Background: Root avulsion of the brachial plexus causes an oxidative stress reaction in the spinal cord and induces dramatic spinal motoneuron death, while EGb761 is a natural free radical cleaning agent. This study was designed to investigate the protective effects of intraperitoneally injected EGb761 against neural damage following brachial root avulsion.

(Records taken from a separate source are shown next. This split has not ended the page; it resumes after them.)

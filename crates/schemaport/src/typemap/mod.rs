//! Type mapping between declared engine types and logical types.
//!
//! Inference reads a declared type string from any supported engine; rendering
//! turns a [`Column`] back into a declared type for a target engine.

use crate::core::{Column, DatabaseKind, LogicalType};

/// VARCHAR width used for keyed text columns without a declared length.
pub const DEFAULT_KEY_TEXT_LENGTH: u32 = 255;

/// Bytes per character assumed for text keys (utf8mb4 worst case).
const BYTES_PER_CHAR: usize = 4;

/// Infer the logical type of a declared column type.
///
/// Returns the logical type and whether the column is a native array.
pub fn infer_logical_type(declared: &str) -> (LogicalType, bool) {
    let lower = declared.trim().to_lowercase();

    // PostgreSQL arrays: "integer[]", "_int4", "ARRAY"
    if lower.ends_with("[]") || lower == "array" || lower.starts_with('_') {
        return (LogicalType::Array, true);
    }

    // MySQL booleans are declared tinyint(1)
    if lower.starts_with("bool") || lower == "tinyint(1)" || lower == "bit(1)" {
        return (LogicalType::Boolean, false);
    }

    if lower.starts_with("enum(") || lower.starts_with("enum ") {
        return (LogicalType::Enum, false);
    }

    let base = lower
        .split(|c: char| c == '(' || c.is_whitespace())
        .next()
        .unwrap_or_default();

    let logical = match base {
        "int" | "integer" | "int2" | "int4" | "int8" | "tinyint" | "smallint" | "mediumint"
        | "bigint" | "serial" | "bigserial" | "smallserial" | "year" => LogicalType::Integer,

        "real" | "float" | "float4" | "float8" | "double" | "numeric" | "decimal" | "dec"
        | "money" => LogicalType::Float,

        "timestamp" | "timestamptz" | "datetime" => LogicalType::Timestamp,

        "blob" | "tinyblob" | "mediumblob" | "longblob" | "bytea" | "binary" | "varbinary" => {
            LogicalType::Binary
        }

        "json" | "jsonb" => LogicalType::Json,

        _ => LogicalType::Text,
    };

    (logical, false)
}

/// Parse the variants of a MySQL `enum('a','b')` declaration.
pub fn parse_enum_values(declared: &str) -> Vec<String> {
    let trimmed = declared.trim();
    let Some(open) = trimmed.find('(') else {
        return Vec::new();
    };
    let Some(close) = trimmed.rfind(')') else {
        return Vec::new();
    };
    if close <= open {
        return Vec::new();
    }
    let inner = &trimmed[open + 1..close];

    let mut values = Vec::new();
    let mut current = String::new();
    let mut in_quote = false;
    let mut chars = inner.chars().peekable();
    while let Some(c) = chars.next() {
        match (c, in_quote) {
            ('\'', false) => in_quote = true,
            ('\'', true) if chars.peek() == Some(&'\'') => {
                current.push('\'');
                chars.next();
            }
            ('\'', true) => {
                in_quote = false;
                values.push(std::mem::take(&mut current));
            }
            (_, true) => current.push(c),
            _ => {}
        }
    }
    values
}

/// Length from a declared type such as `VARCHAR(100)`.
pub fn declared_length(declared: &str) -> Option<u32> {
    let open = declared.find('(')?;
    let close = declared[open..].find(')')? + open;
    let inner = &declared[open + 1..close];
    if inner.contains(',') {
        return None;
    }
    inner.trim().parse().ok()
}

/// Render a column's declared type for `target`.
///
/// `keyed` is true when the column takes part in a primary key, index or
/// foreign key; MySQL cannot index unbounded TEXT, so keyed text becomes VARCHAR.
pub fn render_type(target: DatabaseKind, column: &Column, keyed: bool) -> String {
    match (column.logical_type, target) {
        (LogicalType::Boolean, DatabaseKind::Sqlite) => "INTEGER".into(),
        (LogicalType::Boolean, DatabaseKind::Mysql) => "TINYINT(1)".into(),
        (LogicalType::Boolean, DatabaseKind::Postgres) => "BOOLEAN".into(),

        (LogicalType::Integer, DatabaseKind::Sqlite) => "INTEGER".into(),
        (LogicalType::Integer, _) => "BIGINT".into(),

        (LogicalType::Float, DatabaseKind::Sqlite) => "REAL".into(),
        (LogicalType::Float, DatabaseKind::Mysql) => "DOUBLE".into(),
        (LogicalType::Float, DatabaseKind::Postgres) => "DOUBLE PRECISION".into(),

        (LogicalType::Text, DatabaseKind::Sqlite) => "TEXT".into(),
        (LogicalType::Text, _) => match column.max_length {
            Some(len) => format!("VARCHAR({})", len),
            None if keyed && target == DatabaseKind::Mysql => {
                format!("VARCHAR({})", DEFAULT_KEY_TEXT_LENGTH)
            }
            None => "TEXT".into(),
        },

        (LogicalType::Timestamp, DatabaseKind::Sqlite) => "DATETIME".into(),
        (LogicalType::Timestamp, DatabaseKind::Mysql) => "DATETIME(6)".into(),
        (LogicalType::Timestamp, DatabaseKind::Postgres) => "TIMESTAMP".into(),

        (LogicalType::Binary, DatabaseKind::Sqlite) => "BLOB".into(),
        (LogicalType::Binary, DatabaseKind::Mysql) => match column.max_length {
            Some(len) => format!("VARBINARY({})", len),
            None if keyed => format!("VARBINARY({})", DEFAULT_KEY_TEXT_LENGTH),
            None => "LONGBLOB".into(),
        },
        (LogicalType::Binary, DatabaseKind::Postgres) => "BYTEA".into(),

        (LogicalType::Json, DatabaseKind::Sqlite) => "TEXT".into(),
        (LogicalType::Json, DatabaseKind::Mysql) => "JSON".into(),
        (LogicalType::Json, DatabaseKind::Postgres) => "JSONB".into(),

        (LogicalType::Array, DatabaseKind::Postgres) if column.native_array => {
            let declared = column.declared_type.trim();
            if declared.ends_with("[]") {
                declared.to_uppercase()
            } else if let Some(element) = declared.strip_prefix('_') {
                format!("{}[]", element.to_uppercase())
            } else {
                "TEXT[]".into()
            }
        }
        (LogicalType::Array, DatabaseKind::Sqlite) => "TEXT".into(),
        (LogicalType::Array, DatabaseKind::Mysql) => "JSON".into(),
        (LogicalType::Array, DatabaseKind::Postgres) => "JSONB".into(),

        (LogicalType::Enum, DatabaseKind::Mysql) if !column.enum_values.is_empty() => {
            let variants = column
                .enum_values
                .iter()
                .map(|v| format!("'{}'", v.replace('\'', "''")))
                .collect::<Vec<_>>()
                .join(",");
            format!("ENUM({})", variants)
        }
        (LogicalType::Enum, DatabaseKind::Sqlite) => "TEXT".into(),
        (LogicalType::Enum, _) => {
            let widest = column
                .enum_values
                .iter()
                .map(|v| v.chars().count())
                .max()
                .unwrap_or(0);
            format!("VARCHAR({})", widest.max(32))
        }
    }
}

/// Estimated key bytes contributed by a column in an index on `target`.
pub fn key_bytes(target: DatabaseKind, column: &Column) -> usize {
    match column.logical_type {
        LogicalType::Boolean => 1,
        LogicalType::Integer | LogicalType::Float | LogicalType::Timestamp => 8,
        LogicalType::Enum if target == DatabaseKind::Mysql => 2,
        LogicalType::Text | LogicalType::Enum | LogicalType::Binary => {
            let chars = column.max_length.unwrap_or(DEFAULT_KEY_TEXT_LENGTH) as usize;
            if column.logical_type == LogicalType::Binary {
                chars
            } else {
                chars * BYTES_PER_CHAR
            }
        }
        // Structured values are never valid B-tree keys; make them exceed any bound.
        LogicalType::Json | LogicalType::Array => usize::MAX / 4,
    }
}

Methods: The effect of EGb761 on avulsion-induced motoneuron injury was studied in 26 total groups of (n) rats, treated as follows. Animals in singular number groups received EGb761(50 mg/kg.d) and those in complex number groups received normal saline solution (i.p.), serving as controls. Groups 1-8 were used for the determination of nitric oxide (NO) levels in the serum and injured spinal cord at the 5 d, 2 w, 4 w, and 6 w time points. Groups 9-16 were used for determination of constitutive nitric oxide synthase (cNOS) and inducible nitric oxide synthase (iNOS) levels in injured spinal cord at the 5 d, 2 w, 4 w, and 6 w time points. Groups 17-26 were used for determination of the number of neuronal nitric oxide synthase (nNOS)-positive and surviving motoneurons in injured C7 ventral horn at the 5 d, 2 w, 4 w, 6 w and 8 w time points.

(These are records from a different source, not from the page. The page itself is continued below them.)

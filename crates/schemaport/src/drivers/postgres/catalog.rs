//! PostgreSQL catalog introspection.
//!
//! Columns come from `information_schema`; keys and indexes from `pg_catalog`,
//! which keeps per-column ordering and DESC flags. Lookups are scoped to
//! `current_schema()`. Every text column is cast to `text` because the
//! information_schema domains (`sql_identifier`, `cardinal_number`) have no
//! client-side decoder.

use std::collections::BTreeMap;

use async_trait::async_trait;
use tracing::debug;

use crate::core::traits::{Connection, Dialect, SchemaReader};
use crate::core::{Column, ForeignKey, Index, IndexColumn, LogicalType};
use crate::drivers::parse_default;
use crate::error::Result;
use crate::typemap::infer_logical_type;

use super::PostgresDialect;

/// PostgreSQL schema reader.
#[derive(Debug, Clone, Default)]
pub struct PostgresCatalog {
    dialect: PostgresDialect,
}

impl PostgresCatalog {
    /// Create a new PostgreSQL catalog reader.
    pub fn new() -> Self {
        Self::default()
    }

    fn lit(&self, value: &str) -> String {
        self.dialect.quote_string(value)
    }

    /// `to_regclass(...)` expression resolving `table` exactly as named.
    fn regclass(&self, table: &str) -> String {
        format!("to_regclass({})", self.lit(&self.dialect.quote_ident(table)))
    }

    async fn count(&self, conn: &dyn Connection, sql: &str) -> Result<bool> {
        Ok(conn.query(sql).await?.scalar_i64().unwrap_or(0) > 0)
    }

    async fn relation_of_type(
        &self,
        conn: &dyn Connection,
        name: &str,
        kind: &str,
    ) -> Result<bool> {
        let sql = format!(
            "SELECT COUNT(*) FROM information_schema.tables \
             WHERE table_schema = current_schema() AND table_name = {} AND table_type = {}",
            self.lit(name),
            self.lit(kind)
        );
        self.count(conn, &sql).await
    }

    async fn enum_labels(&self, conn: &dyn Connection, type_name: &str) -> Result<Vec<String>> {
        let sql = format!(
            "SELECT e.enumlabel::text AS label \
             FROM pg_catalog.pg_type t \
             JOIN pg_catalog.pg_enum e ON e.enumtypid = t.oid \
             WHERE t.typname = {} \
             ORDER BY e.enumsortorder",
            self.lit(type_name)
        );
        let rows = conn.query(&sql).await?;
        Ok((0..rows.len())
            .filter_map(|i| rows.get_string(i, "label"))
            .collect())
    }
}

/// Render the `confdeltype` / `confupdtype` code as an action keyword.
const ACTION_CASE: &str = "WHEN 'r' THEN 'RESTRICT' WHEN 'c' THEN 'CASCADE' \
     WHEN 'n' THEN 'SET NULL' WHEN 'd' THEN 'SET DEFAULT' ELSE 'NO ACTION'";

#[async_trait]
impl SchemaReader for PostgresCatalog {
    async fn list_tables(&self, conn: &dyn Connection) -> Result<Vec<String>> {
        let rows = conn
            .query(
                "SELECT table_name::text AS table_name FROM information_schema.tables \
                 WHERE table_schema = current_schema() AND table_type = 'BASE TABLE' \
                 ORDER BY table_name",
            )
            .await?;
        Ok((0..rows.len())
            .filter_map(|i| rows.get_string(i, "table_name"))
            .collect())
    }

    async fn load_columns(&self, conn: &dyn Connection, table: &str) -> Result<Vec<Column>> {
        let sql = format!(
            "SELECT \
                column_name::text AS column_name, \
                data_type::text AS data_type, \
                udt_name::text AS udt_name, \
                character_maximum_length::int4 AS max_length, \
                CASE WHEN is_nullable = 'YES' THEN 1 ELSE 0 END AS is_nullable, \
                column_default::text AS column_default, \
                CASE WHEN is_identity = 'YES' OR column_default LIKE 'nextval(%' \
                     THEN 1 ELSE 0 END AS is_auto \
             FROM information_schema.columns \
             WHERE table_schema = current_schema() AND table_name = {} \
             ORDER BY ordinal_position",
            self.lit(table)
        );
        let rows = conn.query(&sql).await?;

        let mut columns = Vec::with_capacity(rows.len());
        for i in 0..rows.len() {
            let name = rows.get_string(i, "column_name").unwrap_or_default();
            let data_type = rows.get_string(i, "data_type").unwrap_or_default();
            let udt_name = rows.get_string(i, "udt_name").unwrap_or_default();
            let max_length = rows
                .get_i64(i, "max_length")
                .and_then(|v| u32::try_from(v).ok());

            let declared = match data_type.as_str() {
                "ARRAY" | "USER-DEFINED" => udt_name.clone(),
                _ => match max_length {
                    Some(len) => format!("{}({})", data_type, len),
                    None => data_type.clone(),
                },
            };
            let (mut logical, native_array) = infer_logical_type(&declared);

            let enum_values = if data_type == "USER-DEFINED" {
                self.enum_labels(conn, &udt_name).await?
            } else {
                Vec::new()
            };
            if !enum_values.is_empty() {
                logical = LogicalType::Enum;
            }

            let auto_increment = rows.get_i64(i, "is_auto").unwrap_or(0) == 1;
            let mut column = Column::new(name, logical);
            column.is_nullable = rows.get_i64(i, "is_nullable").unwrap_or(1) == 1;
            column.native_array = native_array;
            column.auto_increment = auto_increment;
            column.enum_values = enum_values;
            column.max_length = match logical {
                LogicalType::Text | LogicalType::Binary => max_length,
                _ => None,
            };
            // Sequence defaults belong to the serial column itself.
            if !auto_increment {
                column.default = rows
                    .get_string(i, "column_default")
                    .map(|d| parse_default(&d));
            }
            column.declared_type = declared;
            columns.push(column);
        }
        Ok(columns)
    }

    async fn load_primary_key(&self, conn: &dyn Connection, table: &str) -> Result<Vec<String>> {
        let sql = format!(
            "SELECT a.attname::text AS column_name \
             FROM pg_catalog.pg_index i \
             JOIN pg_catalog.pg_attribute a \
                ON a.attrelid = i.indrelid AND a.attnum = ANY(i.indkey) \
             WHERE i.indrelid = {} AND i.indisprimary \
             ORDER BY array_position(i.indkey::int2[], a.attnum)",
            self.regclass(table)
        );
        let rows = conn.query(&sql).await?;
        Ok((0..rows.len())
            .filter_map(|i| rows.get_string(i, "column_name"))
            .collect())
    }

    async fn load_indexes(&self, conn: &dyn Connection, table: &str) -> Result<Vec<Index>> {
        let sql = format!(
            "SELECT \
                ic.relname::text AS index_name, \
                CASE WHEN i.indisunique THEN 1 ELSE 0 END AS is_unique, \
                a.attname::text AS column_name, \
                CASE WHEN (i.indoption[k.ord - 1]::int & 1) = 1 THEN 1 ELSE 0 END AS is_desc \
             FROM pg_catalog.pg_index i \
             JOIN pg_catalog.pg_class ic ON ic.oid = i.indexrelid \
             CROSS JOIN LATERAL unnest(i.indkey::int2[]) WITH ORDINALITY AS k(attnum, ord) \
             LEFT JOIN pg_catalog.pg_attribute a \
                ON a.attrelid = i.indrelid AND a.attnum = k.attnum \
             WHERE i.indrelid = {} AND NOT i.indisprimary AND k.ord <= i.indnkeyatts \
             ORDER BY ic.relname, k.ord",
            self.regclass(table)
        );
        let rows = conn.query(&sql).await?;

        let mut grouped: BTreeMap<String, Option<Index>> = BTreeMap::new();
        for i in 0..rows.len() {
            let Some(name) = rows.get_string(i, "index_name") else {
                continue;
            };
            let entry = grouped.entry(name.clone()).or_insert_with(|| {
                Some(Index {
                    name,
                    columns: Vec::new(),
                    is_unique: rows.get_i64(i, "is_unique").unwrap_or(0) == 1,
                })
            });
            match (entry.as_mut(), rows.get_string(i, "column_name")) {
                (Some(index), Some(column)) => index.columns.push(IndexColumn {
                    name: column,
                    desc: rows.get_i64(i, "is_desc").unwrap_or(0) == 1,
                }),
                // expression key; not reproducible from column metadata
                _ => *entry = None,
            }
        }

        let indexes: Vec<Index> = grouped.into_values().flatten().collect();
        debug!("Loaded {} indexes for {}", indexes.len(), table);
        Ok(indexes)
    }

    async fn load_foreign_keys(
        &self,
        conn: &dyn Connection,
        table: &str,
    ) -> Result<Vec<ForeignKey>> {
        let sql = format!(
            "SELECT \
                c.conname::text AS constraint_name, \
                a.attname::text AS column_name, \
                rt.relname::text AS ref_table, \
                ra.attname::text AS ref_column, \
                (CASE c.confdeltype {actions} END)::text AS on_delete, \
                (CASE c.confupdtype {actions} END)::text AS on_update \
             FROM pg_catalog.pg_constraint c \
             JOIN pg_catalog.pg_class rt ON rt.oid = c.confrelid \
             CROSS JOIN LATERAL unnest(c.conkey, c.confkey) \
                WITH ORDINALITY AS k(attnum, ref_attnum, ord) \
             JOIN pg_catalog.pg_attribute a \
                ON a.attrelid = c.conrelid AND a.attnum = k.attnum \
             JOIN pg_catalog.pg_attribute ra \
                ON ra.attrelid = c.confrelid AND ra.attnum = k.ref_attnum \
             WHERE c.conrelid = {regclass} AND c.contype = 'f' \
             ORDER BY c.conname, k.ord",
            actions = ACTION_CASE,
            regclass = self.regclass(table)
        );
        let rows = conn.query(&sql).await?;

        let mut fk_map: BTreeMap<String, ForeignKey> = BTreeMap::new();
        for i in 0..rows.len() {
            let name = rows.get_string(i, "constraint_name").unwrap_or_default();
            let fk = fk_map.entry(name.clone()).or_insert_with(|| ForeignKey {
                name,
                columns: Vec::new(),
                ref_table: rows.get_string(i, "ref_table").unwrap_or_default(),
                ref_columns: Vec::new(),
                on_delete: rows.get_string(i, "on_delete").unwrap_or_default(),
                on_update: rows.get_string(i, "on_update").unwrap_or_default(),
            });
            fk.columns
                .push(rows.get_string(i, "column_name").unwrap_or_default());
            fk.ref_columns
                .push(rows.get_string(i, "ref_column").unwrap_or_default());
        }

        let fks: Vec<ForeignKey> = fk_map.into_values().collect();
        debug!("Loaded {} foreign keys for {}", fks.len(), table);
        Ok(fks)
    }

    async fn has_table(&self, conn: &dyn Connection, table: &str) -> Result<bool> {
        self.relation_of_type(conn, table, "BASE TABLE").await
    }

    async fn has_view(&self, conn: &dyn Connection, view: &str) -> Result<bool> {
        self.relation_of_type(conn, view, "VIEW").await
    }

    async fn has_index(&self, conn: &dyn Connection, table: &str, index: &str) -> Result<bool> {
        let sql = format!(
            "SELECT COUNT(*) FROM pg_catalog.pg_indexes \
             WHERE schemaname = current_schema() AND tablename = {} AND indexname = {}",
            self.lit(table),
            self.lit(index)
        );
        self.count(conn, &sql).await
    }

    async fn primary_key_constraint(
        &self,
        conn: &dyn Connection,
        table: &str,
    ) -> Result<Option<String>> {
        let sql = format!(
            "SELECT conname::text AS name FROM pg_catalog.pg_constraint \
             WHERE conrelid = {} AND contype = 'p'",
            self.regclass(table)
        );
        let rows = conn.query(&sql).await?;
        Ok(rows.get_string(0, "name"))
    }
}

Results: Compared to control groups, the EGb761 treatment group not only had significant decreased levels of NO in serum at 2 w and 6 w after avulsion, but also had reduced levels of NO specifically in the spinal cord at 2 w, 4 w and 6 w. The cNOS activity in the spinal cord was also significant decreased at 2 w and 4 w, while the iNOS activity in injured C6-T1 spinal segments was reduced at 2 w, 4 w and 6 w. All together, the percentages of NADPH-d positive motoneurons in an injured C7 segment were down-regulated and the number of surviving motoneurons in injured C7 ventral horn was increased at 2 w, 4 w, 6 w and 8 w in treated versus untreated animals.
Conclusions: Intraperitoneal administration of EGb761 after root avulsion of the brachial plexus exerted protective effects by decreasing the level of NO in spinal cord and serum and the activity of cNOS and iNOS, easing the delayed motoneurons death. EGb761 should be considered in the treatment of brachial plexus nerve injuries.